Lisa Tener is an award-winning book writing coach who assists writers in all aspects of the writing process—from writing a book proposal and getting published to finding one’s creative voice. Her clients have appeared on The Oprah Winfrey Show, CBS Early Show, The Montel Williams Show, CNN, Fox News, New Morning and much more. They blog on sites like The Huffington Post, Psychology Today and WebMD.

Reader Interactions


  1. richard says

    Hello Lisa,

    I would like your advice.

    I have been reading your emails for several years. I do want to write a book.

    A writer approached me to ghostwrite a book for me. He will do all the work. All I have to do is furnish them material I have already produced and write a forward. I believe the plan is to e-publish the book. They also wants to collaborate with me to write three additional books in the next three years. They have a plan and a vision they has not shared with me at this point.

    This is appealing to me because, despite your good advice, I have not taken the time to write the books myself. I have numerous other business interests and between them and my writing I am stretched for time.

    What is a fair percentage of the net profits they would be entitled to if I were to enter into an agreement? I realize this is a negotiation but is there a “range of reason?”

    This may be out-of-line to be even asking you, but you seem to be very transparent and approachable..

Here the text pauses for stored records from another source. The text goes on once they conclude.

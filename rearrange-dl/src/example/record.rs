//! Assembled example records.

use crate::{
    common::*,
    example::sentence::{SentenceWord, Tokenizer},
};

/// Structure-frame fields attached when target poses are expressed
/// relative to the structure pose.
#[derive(Debug, Clone, PartialEq)]
pub struct StructureFrameData {
    /// Structure position plus row-major flattened rotation.
    pub xyztheta: [f64; 12],
    pub position_index: Vec<i64>,
    pub token_type_index: Vec<i64>,
    pub pad_mask: Vec<i64>,
}

/// Extra fields produced in inference mode for evaluation tooling.
#[derive(Debug)]
pub struct InferenceData {
    /// Colors of the current scene.
    pub rgb: Tensor,
    /// Colors and point field of the goal-keyframe scene.
    pub goal_rgb: Tensor,
    pub goal_xyz: Tensor,
    /// Per-target clouds segmented out of the goal-keyframe scene.
    pub goal_obj_xyzs: Vec<Tensor>,
    pub goal_obj_rgbs: Vec<Tensor>,
    /// Recorded goal and current poses, `None` on padded slots.
    pub goal_obj_poses: Vec<Option<Matrix4<f64>>>,
    pub current_obj_poses: Vec<Option<Matrix4<f64>>>,
    /// Target object names in sequence order.
    pub target_objects: Vec<String>,
}

/// One assembled training example before tokenization.
///
/// Per-object lists are padded to the configured capacities; pad masks
/// use 0 for real entries and 1 for padding.
#[derive(Debug)]
pub struct Example {
    /// Target-object clouds, each `[num_pts, 3]`.
    pub xyzs: Vec<Tensor>,
    pub rgbs: Vec<Tensor>,
    pub object_pad_mask: Vec<i64>,
    /// Anchor and distractor clouds.
    pub other_xyzs: Vec<Tensor>,
    pub other_rgbs: Vec<Tensor>,
    pub other_object_pad_mask: Vec<i64>,
    pub sentence: Vec<SentenceWord>,
    pub sentence_pad_mask: Vec<i64>,
    pub token_type_index: Vec<i64>,
    pub position_index: Vec<i64>,
    /// Target pose vectors fed to the model; padded slots hold zeros.
    pub obj_xyztheta_inputs: Vec<[f64; 12]>,
    /// Target pose vectors used as labels; padded slots hold the ignore
    /// sentinel on every component.
    pub obj_xyztheta_outputs: Vec<[f64; 12]>,
    pub structure: Option<StructureFrameData>,
    pub inference: Option<InferenceData>,
    /// Keyframe index the current scene was taken from.
    pub step: usize,
    /// Provenance of the episode recording.
    pub source: String,
}

/// Structure-frame tensors of one example (or, after collation, of one
/// batch with a leading batch dimension).
#[derive(Debug)]
pub struct StructureFrameTensors {
    pub position_index: Tensor,
    pub token_type_index: Tensor,
    pub pad_mask: Tensor,
    pub x_inputs: Tensor,
    pub y_inputs: Tensor,
    pub z_inputs: Tensor,
    pub theta_inputs: Tensor,
}

/// The per-field tensor form of one example.
#[derive(Debug)]
pub struct ExampleTensors {
    /// `[max_num_objects, num_pts, 3]` target clouds.
    pub xyzs: Tensor,
    pub rgbs: Tensor,
    pub object_pad_mask: Tensor,
    pub other_xyzs: Tensor,
    pub other_rgbs: Tensor,
    pub other_object_pad_mask: Tensor,
    pub sentence: Tensor,
    pub sentence_pad_mask: Tensor,
    pub token_type_index: Tensor,
    pub position_index: Tensor,
    pub obj_x_outputs: Tensor,
    pub obj_y_outputs: Tensor,
    pub obj_z_outputs: Tensor,
    pub obj_theta_outputs: Tensor,
    pub obj_x_inputs: Tensor,
    pub obj_y_inputs: Tensor,
    pub obj_z_inputs: Tensor,
    pub obj_theta_inputs: Tensor,
    pub structure: Option<StructureFrameTensors>,
    pub step: i64,
    pub source: String,
}

fn component_tensor(vectors: &[[f64; 12]], index: usize) -> Tensor {
    let values: Vec<f32> = vectors.iter().map(|vector| vector[index] as f32).collect();
    Tensor::of_slice(&values)
}

fn rotation_tensor(vectors: &[[f64; 12]]) -> Tensor {
    let values: Vec<f32> = vectors
        .iter()
        .flat_map(|vector| vector[3..].iter().map(|&value| value as f32))
        .collect();
    Tensor::of_slice(&values).view([vectors.len() as i64, 9])
}

impl Example {
    /// Tokenize the sentence and convert every field to tensors.
    pub fn into_tensors(self, tokenizer: &dyn Tokenizer) -> Result<ExampleTensors> {
        let Self {
            xyzs,
            rgbs,
            object_pad_mask,
            other_xyzs,
            other_rgbs,
            other_object_pad_mask,
            sentence,
            sentence_pad_mask,
            token_type_index,
            position_index,
            obj_xyztheta_inputs,
            obj_xyztheta_outputs,
            structure,
            inference: _,
            step,
            source,
        } = self;

        let sentence: Vec<i64> = sentence
            .iter()
            .map(|word| tokenizer.tokenize(word))
            .try_collect()?;

        let structure = structure.map(|structure| {
            let StructureFrameData {
                xyztheta,
                position_index,
                token_type_index,
                pad_mask,
            } = structure;
            let inputs = [xyztheta];

            StructureFrameTensors {
                position_index: Tensor::of_slice(&position_index),
                token_type_index: Tensor::of_slice(&token_type_index),
                pad_mask: Tensor::of_slice(&pad_mask),
                x_inputs: component_tensor(&inputs, 0),
                y_inputs: component_tensor(&inputs, 1),
                z_inputs: component_tensor(&inputs, 2),
                theta_inputs: rotation_tensor(&inputs),
            }
        });

        Ok(ExampleTensors {
            xyzs: Tensor::stack(&xyzs, 0),
            rgbs: Tensor::stack(&rgbs, 0),
            object_pad_mask: Tensor::of_slice(&object_pad_mask),
            other_xyzs: Tensor::stack(&other_xyzs, 0),
            other_rgbs: Tensor::stack(&other_rgbs, 0),
            other_object_pad_mask: Tensor::of_slice(&other_object_pad_mask),
            sentence: Tensor::of_slice(&sentence),
            sentence_pad_mask: Tensor::of_slice(&sentence_pad_mask),
            token_type_index: Tensor::of_slice(&token_type_index),
            position_index: Tensor::of_slice(&position_index),
            obj_x_outputs: component_tensor(&obj_xyztheta_outputs, 0),
            obj_y_outputs: component_tensor(&obj_xyztheta_outputs, 1),
            obj_z_outputs: component_tensor(&obj_xyztheta_outputs, 2),
            obj_theta_outputs: rotation_tensor(&obj_xyztheta_outputs),
            obj_x_inputs: component_tensor(&obj_xyztheta_inputs, 0),
            obj_y_inputs: component_tensor(&obj_xyztheta_inputs, 1),
            obj_z_inputs: component_tensor(&obj_xyztheta_inputs, 2),
            obj_theta_inputs: rotation_tensor(&obj_xyztheta_inputs),
            structure,
            step: step as i64,
            source,
        })
    }
}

    Any advice you would proffer I will appreciate.


    • Lisa Tener says

      Thanks for you question Richard. Some of the financial break down depends on the way the author is listed. Will you be named author and this person listed as “With”? or will you both be authors, equally but your name first? Or what do each of you want? You provide the ideas (and you already have) and they provide the writing, but how do you end up agreeing on the tone, etc? I would have some agreement from the start. Perhaps have them write 5-10 pages and see if you can tweak it so you both are happy with it. This will be a good test for whether you are on the same page with the tone of the book and also how well you work together. I would definitely do that before signing anything. In addition to ideas and writing, there is the issue of marketing. Who would be responsible for that? What is the marketing plan? Who will implement which parts of it? This should be determined before you determine percentages of royalties or profits. Once you determine roles more clearly, you can clarity how much each of you is contributing time-wise and ideas-wise and come up with a fair figure. If he is doing all the marketing, you might want to go as high as 50/50. However, I would be sure he has plans that are realistic and he’s got clear ways to reach the markets. If he is not doing all the marketing, perhaps he gets less, but again it might depend on answers to the other questions above. You may also want to start with what his expectations are. I also wrote a blog post with more details, as well, about what questions to ask a co-writer or collaborator–things you should then put in your co-author / collaborator agreement.